When we began tracking off-course forms of golf some years back, it was to better quantify the game’s broader consumer base and footprint. This goes well beyond Topgolf – to other golf entertainment venues, and the hundreds of businesses that now have simulators and screen golf setups, plus the good old standalone driving ranges, which believe it or not still outnumber Costco warehouses. Today, almost as many people engage with off-course forms of golf as do traditional “green-grass,” with considerable overlap between the two. Over the past five years, the overall golf consumer pool has risen 19% to 36.9M – including now 12.1M Americans who only hit golf balls with golf clubs somewhere away from the course.
Meanwhile, the number of active, on-course golfers in the U.S. grew by half a million in 2020, up to 24.8 million. It was the most significant Y.O.Y. net increase since 2003, thanks to a record inflow of beginning and returning players (6.2M of them, which is 27% higher than the year before and almost enough to populate Los Angeles and Houston). The net gain could have been even greater, but 2020 was an extraordinary year in more ways than one. Last year 5.7M people stepped away from the game, a 19% increase in outflow versus the year before. The incremental loss was marked by virus anxieties, financial hardships and parenting challenges, and the cancellation of thousands of charity and/or corporate events that draw in “occasional” golfers. Lucky for us, the recently-lapsed participants in 2020 show significantly more interest in returning compared to recently-lapsed in years past.

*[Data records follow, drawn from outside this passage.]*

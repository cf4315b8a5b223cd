/// Keyset pagination cursors shared by every listing endpoint
///
/// A cursor is the last key of the previous page: `after_id` for id-ordered
/// listings, `after_date` for date-grouped ones. Nothing else about server
/// state is encoded.
use crate::error::{ApiError, ApiResult};
use chrono::NaiveDate;
use serde::Deserialize;

pub const DEFAULT_LIMIT: i64 = 30;

/// Earliest date the store accepts comfortably; stands in for "no cursor"
pub fn beginning_of_time() -> NaiveDate {
    NaiveDate::from_ymd_opt(1, 1, 1).unwrap_or_default()
}

/// Raw query parameters as sent by the client
#[derive(Debug, Clone, Default, Deserialize)]
pub struct PaginationQuery {
    pub limit: Option<String>,
    pub after_id: Option<String>,
    pub after_date: Option<String>,
}

/// Parsed cursor
#[derive(Debug, Clone, PartialEq, Eq)]
pub struct Pagination {
    pub limit: i64,
    pub after_id: Option<String>,
    pub after_date: Option<NaiveDate>,
}

impl Default for Pagination {
    fn default() -> Self {
        Self {
            limit: DEFAULT_LIMIT,
            after_id: None,
            after_date: None,
        }
    }
}

impl Pagination {
    pub fn after_id(after_id: impl Into<String>, limit: i64) -> Self {
        Self {
            limit,
            after_id: Some(after_id.into()),
            after_date: None,
        }
    }

    pub fn after_date(after_date: NaiveDate, limit: i64) -> Self {
        Self {
            limit,
            after_id: None,
            after_date: Some(after_date),
        }
    }

    /// Build a cursor from query parameters.
    ///
    /// Non-numeric or negative limits fall back to the default; a malformed
    /// `after_date` is rejected.
    pub fn from_query(query: &PaginationQuery) -> ApiResult<Self> {
        let limit = query
            .limit
            .as_deref()
            .and_then(|v| v.trim().parse::<i64>().ok())
            .filter(|v| *v >= 0)
            .unwrap_or(DEFAULT_LIMIT);

        let after_id = query
            .after_id
            .as_deref()
            .map(str::trim)
            .filter(|v| !v.is_empty())
            .map(str::to_string);

        let after_date = match query.after_date.as_deref().map(str::trim) {
            None | Some("") => None,
            Some(raw) => Some(
                NaiveDate::parse_from_str(raw, "%Y-%m-%d")
                    .map_err(|_| ApiError::FailedToParseQueryParams)?,
            ),
        };

        Ok(Self {
            limit,
            after_id,
            after_date,
        })
    }

    /// Key to compare ids against; the empty string sorts before every id
    pub fn after_id_or_start(&self) -> &str {
        self.after_id.as_deref().unwrap_or("")
    }

    /// Date to compare against; missing means the beginning of time
    pub fn after_date_or_start(&self) -> NaiveDate {
        self.after_date.unwrap_or_else(beginning_of_time)
    }

    pub fn is_empty_page(&self) -> bool {
        self.limit == 0
    }
}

Speaking of interest, golf’s pipeline of green grass prospects, which we refer to more clinically as “latent demand,” has never been bigger. The number of Americans who didn’t play on a course in the past year but suggest they’re “very interested” in doing so now rose to 17M in 2020 – a 10% increase from the year before and up more than 40% since 2015. As interest continues to swell, there’s been a concomitant rise in the number of beginners, which this year hit an all-time high.
On the supply side, the number of golf course closures dropped significantly (-31%) compared to prior year. NGF recorded a total of 193 18-hole equivalent closures in 2020, about 1.3% of total supply. Demand for land to develop into residential and commercial real estate projects continues to fuel the supply correction in golf.
At the same time, fewer than 8% of the nation’s 14,000+ facilities report that they are in poor financial shape, down from 25% in 2016. Markets are always adjusting, but last year’s downswing in closures and improvements in facility financial health could signal the beginning of the end of golf’s ongoing demand/supply correction, which has lingered for 15 years.